TASK GOAL:
Up to and including the line with "pub fn new()", return every line from the start of the entries below exactly.

[Stored data]
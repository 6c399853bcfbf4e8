//! Headless surface and host for environments without a UI.
//!
//! [`RecordingSurface`] renders nothing; it records what a real surface
//! would have shown. [`HeadlessHost`] can be detached to simulate a host
//! whose UI is not ready yet.

use serde::Serialize;

use crate::session::PreviewItem;
use crate::surface::{PresentationContext, PresentationHost, PreviewDataSource, PreviewSurface};

/// A preview surface that records reloads and displayed items.
#[derive(Debug, Clone, Default, Serialize)]
pub struct RecordingSurface {
    reloads: usize,
    displayed: Vec<PreviewItem>,
    loaded: Option<PreviewItem>,
}

impl RecordingSurface {
    /// Create an empty surface.
    pub fn new() -> Self {
        Self::default()
    }

    /// Number of times the surface was told to reload.
    pub fn reload_count(&self) -> usize {
        self.reloads
    }

    /// Every item shown, in order.
    pub fn displayed(&self) -> &[PreviewItem] {
        &self.displayed
    }

    /// Item currently loaded.
    pub fn loaded(&self) -> Option<&PreviewItem> {
        self.loaded.as_ref()
    }
}

impl PreviewSurface for RecordingSurface {
    fn reload_data(&mut self) {
        self.reloads += 1;
        self.loaded = None;
    }

    fn display(&mut self, source: &dyn PreviewDataSource, _animated: bool) {
        if self.loaded.is_none() && source.item_count() > 0 {
            self.loaded = source.item_at(0);
        }
        if let Some(item) = &self.loaded {
            self.displayed.push(item.clone());
        }
    }
}

/// A presentation context that counts presentations.
#[derive(Debug, Clone, Default, Serialize)]
pub struct HeadlessContext {
    presentations: usize,
    animated: usize,
}

impl HeadlessContext {
    /// Number of modal presentations requested.
    pub fn presentations(&self) -> usize {
        self.presentations
    }

    /// Number of those presentations that were animated.
    pub fn animated(&self) -> usize {
        self.animated
    }
}

impl PresentationContext for HeadlessContext {
    fn present(
        &mut self,
        surface: &mut dyn PreviewSurface,
        source: &dyn PreviewDataSource,
        animated: bool,
    ) {
        self.presentations += 1;
        if animated {
            self.animated += 1;
        }
        surface.display(source, animated);
    }
}

/// A host whose UI can be attached or detached.
#[derive(Debug, Clone, Serialize)]
pub struct HeadlessHost {
    attached: bool,
    context: HeadlessContext,
}

impl HeadlessHost {
    /// A host with its UI attached.
    pub fn attached() -> Self {
        Self {
            attached: true,
            context: HeadlessContext::default(),
        }
    }

    /// A host with no UI yet.
    pub fn detached() -> Self {
        Self {
            attached: false,
            context: HeadlessContext::default(),
        }
    }

    /// Attach or detach the UI.
    pub fn set_attached(&mut self, attached: bool) {
        self.attached = attached;
    }

    /// The context used for presentations.
    pub fn context(&self) -> &HeadlessContext {
        &self.context
    }
}

impl Default for HeadlessHost {
    fn default() -> Self {
        Self::attached()
    }
}

impl PresentationHost for HeadlessHost {
    fn top_context(&mut self) -> Option<&mut dyn PresentationContext> {
        if self.attached {
            Some(&mut self.context)
        } else {
            None
        }
    }
}

#[cfg(test)]
mod tests {
    use super::*;
    use crate::session::PreviewSession;

    #[test]
    fn test_surface_caches_until_reload() {
        let mut session = PreviewSession::new();
        session.set_target("/tmp/a.pdf");
        let mut surface = RecordingSurface::new();

        surface.display(&session, false);
        session.set_target("/tmp/b.pdf");
        surface.display(&session, false);
        assert_eq!(surface.loaded().unwrap().title(), "a.pdf");

        surface.reload_data();
        surface.display(&session, false);
        assert_eq!(surface.loaded().unwrap().title(), "b.pdf");
        assert_eq!(surface.reload_count(), 1);
        assert_eq!(surface.displayed().len(), 3);
    }

    #[test]
    fn test_detached_host_has_no_context() {
        let mut host = HeadlessHost::detached();
        assert!(host.top_context().is_none());
        host.set_attached(true);
        assert!(host.top_context().is_some());
    }
}
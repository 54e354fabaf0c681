use axum::{
    extract::{Query, State},
    http::StatusCode,
    response::{Html, IntoResponse, Response},
    routing::get,
    Json, Router,
};
use chrono::NaiveDate;
use serde::{Deserialize, Serialize};
use std::sync::Arc;
use tower_http::trace::TraceLayer;
use tracing_subscriber::EnvFilter;
use tracing_subscriber::{layer::SubscriberExt, util::SubscriberInitExt};

use availcal_core::calendar::grid::CalendarGrid;
use availcal_core::calendar::render::{render_page, PageContext};
use availcal_core::config::Settings;
use availcal_core::domain::preset::{PresetsDocument, SortingMethod};
use availcal_core::error::LoadError;
use availcal_core::load::{CalendarLoader, LoadCoordinator, LoadProgress, LoadRequest};
use availcal_core::remote::build_http_client;
use availcal_core::remote::presets::load_presets;
use availcal_core::time::month::{month_options, MonthSelection, MONTH_OPTIONS};

#[tokio::main]
async fn main() -> anyhow::Result<()> {
    dotenvy::dotenv().ok();

    let settings = Settings::from_env()?;
    let _sentry_guard = init_sentry(&settings);

    tracing_subscriber::registry()
        .with(EnvFilter::from_default_env())
        .with(tracing_subscriber::fmt::layer())
        .with(sentry_tracing::layer())
        .init();

    let loader = match CalendarLoader::from_settings(&settings, 1) {
        Ok(loader) => Some(Arc::new(loader)),
        Err(e) => {
            sentry_anyhow::capture_anyhow(&e);
            tracing::error!(error = %e, "booking clients unavailable; starting API in degraded mode");
            None
        }
    };

    let presets = match startup_presets(&settings).await {
        Ok(doc) => {
            tracing::info!(count = doc.presets.len(), source = %settings.presets_path, "presets loaded");
            doc
        }
        Err(e) => {
            sentry_anyhow::capture_anyhow(&e);
            tracing::error!(error = %format!("{e:#}"), "presets unavailable; continuing without presets");
            PresetsDocument::default()
        }
    };

    let state = AppState {
        loader,
        coordinator: LoadCoordinator::new(),
        presets: Arc::new(presets),
    };

    let app = Router::new()
        .route("/healthz", get(healthz))
        .route("/months", get(get_months))
        .route("/presets", get(get_presets))
        .route("/calendar", get(calendar_page))
        .route("/api/calendar", get(calendar_json))
        .with_state(state)
        .layer(TraceLayer::new_for_http());

    let port: u16 = std::env::var("PORT")
        .ok()
        .and_then(|v| v.parse().ok())
        .unwrap_or(3000);
    let addr = std::net::SocketAddr::from(([0, 0, 0, 0], port));

    tracing::info!(%addr, "api listening");

    let listener = tokio::net::TcpListener::bind(addr).await?;
    axum::serve(listener, app)
        .with_graceful_shutdown(shutdown_signal())
        .await?;

    Ok(())
}

async fn startup_presets(settings: &Settings) -> anyhow::Result<PresetsDocument> {
    let http = build_http_client(settings)?;
    load_presets(&http, &settings.presets_path).await
}

async fn healthz() -> &'static str {
    "ok"
}

#[derive(Clone)]
struct AppState {
    loader: Option<Arc<CalendarLoader>>,
    coordinator: LoadCoordinator,
    presets: Arc<PresetsDocument>,
}

#[derive(Debug, Serialize)]
struct MonthEntry {
    label: String,
    value: String,
    current: bool,
}

async fn get_months() -> Json<Vec<MonthEntry>> {
    let today = today();
    let current = MonthSelection::containing(today);
    Json(
        month_options(today, MONTH_OPTIONS)
            .into_iter()
            .map(|m| MonthEntry {
                label: m.label(),
                value: format!("{:04}-{:02}", m.year(), m.month()),
                current: m == current,
            })
            .collect(),
    )
}

async fn get_presets(State(state): State<AppState>) -> Json<PresetsDocument> {
    Json(state.presets.as_ref().clone())
}

#[derive(Debug, Default, Deserialize)]
struct CalendarQuery {
    month: Option<String>,
    products: Option<String>,
    preset: Option<String>,
    sorting: Option<String>,
    session: Option<String>,
}

impl CalendarQuery {
    fn month(&self, today: NaiveDate) -> Result<MonthSelection, ApiError> {
        match non_empty(self.month.as_deref()) {
            None => Ok(MonthSelection::containing(today)),
            Some(s) => s
                .parse::<MonthSelection>()
                .map_err(|e| ApiError::bad_request(format!("Invalid month: {e:#}"))),
        }
    }

    /// Reuses the caller's session key, or mints one for a first visit.
    fn session(&self) -> String {
        non_empty(self.session.as_deref())
            .map(str::to_string)
            .unwrap_or_else(|| uuid::Uuid::new_v4().to_string())
    }

    fn preset_id(&self) -> Option<&str> {
        non_empty(self.preset.as_deref())
    }

    /// A plain page visit shows the controls only.
    fn wants_load(&self) -> bool {
        self.products.is_some() || self.preset_id().is_some()
    }

    fn request(&self, month: MonthSelection, presets: &PresetsDocument) -> Result<LoadRequest, ApiError> {
        let preset = match self.preset_id() {
            None => None,
            Some(id) => Some(
                presets
                    .find(id)
                    .ok_or_else(|| ApiError::not_found(format!("Unknown preset: {id}")))?,
            ),
        };
        let sorting = non_empty(self.sorting.as_deref())
            .map(|s| s.parse::<SortingMethod>().unwrap_or_default());

        Ok(LoadRequest::resolve(
            month,
            self.products.as_deref(),
            preset,
            sorting,
        ))
    }
}

#[derive(Debug, Serialize)]
struct CalendarResponse {
    session: String,
    progress: LoadProgress,
    grid: CalendarGrid,
}

async fn calendar_json(
    State(state): State<AppState>,
    Query(query): Query<CalendarQuery>,
) -> Result<Json<CalendarResponse>, ApiError> {
    let today = today();
    let month = query.month(today)?;
    let request = query.request(month, &state.presets)?;
    let session = query.session();

    let (grid, progress) = run_load(&state, &request, &session, today).await?;
    Ok(Json(CalendarResponse {
        session,
        progress,
        grid,
    }))
}

async fn calendar_page(
    State(state): State<AppState>,
    Query(query): Query<CalendarQuery>,
) -> Result<Html<String>, StatusCode> {
    let today = today();
    let months = month_options(today, MONTH_OPTIONS);
    let session = query.session();
    let mut product_ids = query.products.clone().unwrap_or_default();
    let mut message = None;
    let mut grid = None;

    let month = match query.month(today) {
        Ok(m) => m,
        Err(e) => {
            message = Some(e.message);
            MonthSelection::containing(today)
        }
    };

    if message.is_none() && query.wants_load() {
        match query.request(month, &state.presets) {
            Ok(request) => {
                if product_ids.trim().is_empty() {
                    product_ids = request.product_ids.join(", ");
                }
                match run_load(&state, &request, &session, today).await {
                    Ok((g, _)) => grid = Some(g),
                    Err(e) => message = Some(e.message),
                }
            }
            Err(e) => message = Some(e.message),
        }
    }

    let html = render_page(&PageContext {
        month,
        months: &months,
        presets: &state.presets.presets,
        product_ids,
        preset_id: query.preset_id().map(str::to_string),
        session: Some(session),
        message,
        grid: grid.as_ref(),
    })
    .map_err(|e| {
        sentry_anyhow::capture_anyhow(&e);
        tracing::error!(error = %format!("{e:#}"), "calendar page render failed");
        StatusCode::INTERNAL_SERVER_ERROR
    })?;

    Ok(Html(html))
}

async fn run_load(
    state: &AppState,
    request: &LoadRequest,
    session: &str,
    today: NaiveDate,
) -> Result<(CalendarGrid, LoadProgress), ApiError> {
    let Some(loader) = &state.loader else {
        return Err(ApiError::unavailable());
    };

    let ticket = state.coordinator.begin(session);
    tracing::debug!(
        session,
        active_sessions = state.coordinator.active_sessions(),
        "calendar load started"
    );
    let mut progress = LoadProgress {
        processed: 0,
        total: 0,
    };
    let result = loader
        .load(request, today, &ticket, &mut |p| progress = p)
        .await;

    match result {
        Ok(grid) => {
            tracing::info!(
                session,
                month = %request.month,
                rows = grid.rows.len(),
                states = ?grid.state_counts(),
                "calendar load finished"
            );
            Ok((grid, progress))
        }
        Err(LoadError::Superseded) => {
            tracing::info!(session, processed = progress.processed, "calendar load superseded");
            Err(LoadError::Superseded.into())
        }
        Err(e) => {
            tracing::warn!(session, kind = e.kind(), error = %e, "calendar load failed");
            Err(e.into())
        }
    }
}

#[derive(Debug)]
struct ApiError {
    status: StatusCode,
    kind: &'static str,
    message: String,
}

#[derive(Debug, Serialize)]
struct ErrorBody<'a> {
    kind: &'a str,
    message: &'a str,
}

impl ApiError {
    fn bad_request(message: String) -> Self {
        Self {
            status: StatusCode::BAD_REQUEST,
            kind: "bad_request",
            message,
        }
    }

    fn not_found(message: String) -> Self {
        Self {
            status: StatusCode::NOT_FOUND,
            kind: "not_found",
            message,
        }
    }

    fn unavailable() -> Self {
        Self {
            status: StatusCode::SERVICE_UNAVAILABLE,
            kind: "unavailable",
            message: "Error: booking service is not configured.".to_string(),
        }
    }
}

impl From<LoadError> for ApiError {
    fn from(e: LoadError) -> Self {
        let status = match e {
            LoadError::Auth(_) | LoadError::Fetch(_) => StatusCode::BAD_GATEWAY,
            LoadError::NoData => StatusCode::NOT_FOUND,
            LoadError::PastMonth => StatusCode::UNPROCESSABLE_ENTITY,
            LoadError::Superseded => StatusCode::CONFLICT,
        };
        Self {
            status,
            kind: e.kind(),
            message: e.user_message(),
        }
    }
}

impl IntoResponse for ApiError {
    fn into_response(self) -> Response {
        let body = ErrorBody {
            kind: self.kind,
            message: &self.message,
        };
        (self.status, Json(body)).into_response()
    }
}

fn non_empty(v: Option<&str>) -> Option<&str> {
    v.map(str::trim).filter(|s| !s.is_empty())
}

fn today() -> NaiveDate {
    chrono::Local::now().date_naive()
}

async fn shutdown_signal() {
    let _ = tokio::signal::ctrl_c().await;
}

fn init_sentry(settings: &Settings) -> Option<sentry::ClientInitGuard> {
    let dsn = settings.sentry_dsn.as_deref()?;
    Some(sentry::init((
        dsn,
        sentry::ClientOptions {
            release: sentry::release_name!(),
            ..Default::default()
        },
    )))
}
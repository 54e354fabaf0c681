pub mod grid;
pub mod render;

OUTPUT FOR THIS EXERCISE:
repository 6c399853bcfbf4e8
//! Headless surface and host for environments without a UI.
//!
//! [`RecordingSurface`] renders nothing; it records what a real surface
//! would have shown. [`HeadlessHost`] can be detached to simulate a host
//! whose UI is not ready yet.

use serde::Serialize;

use crate::session::PreviewItem;
use crate::surface::{PresentationContext, PresentationHost, PreviewDataSource, PreviewSurface};

/// A preview surface that records reloads and displayed items.
#[derive(Debug, Clone, Default, Serialize)]
pub struct RecordingSurface {
    reloads: usize,
    displayed: Vec<PreviewItem>,
    loaded: Option<PreviewItem>,
}

impl RecordingSurface {
    /// Create an empty surface.
    pub fn new() -> Self {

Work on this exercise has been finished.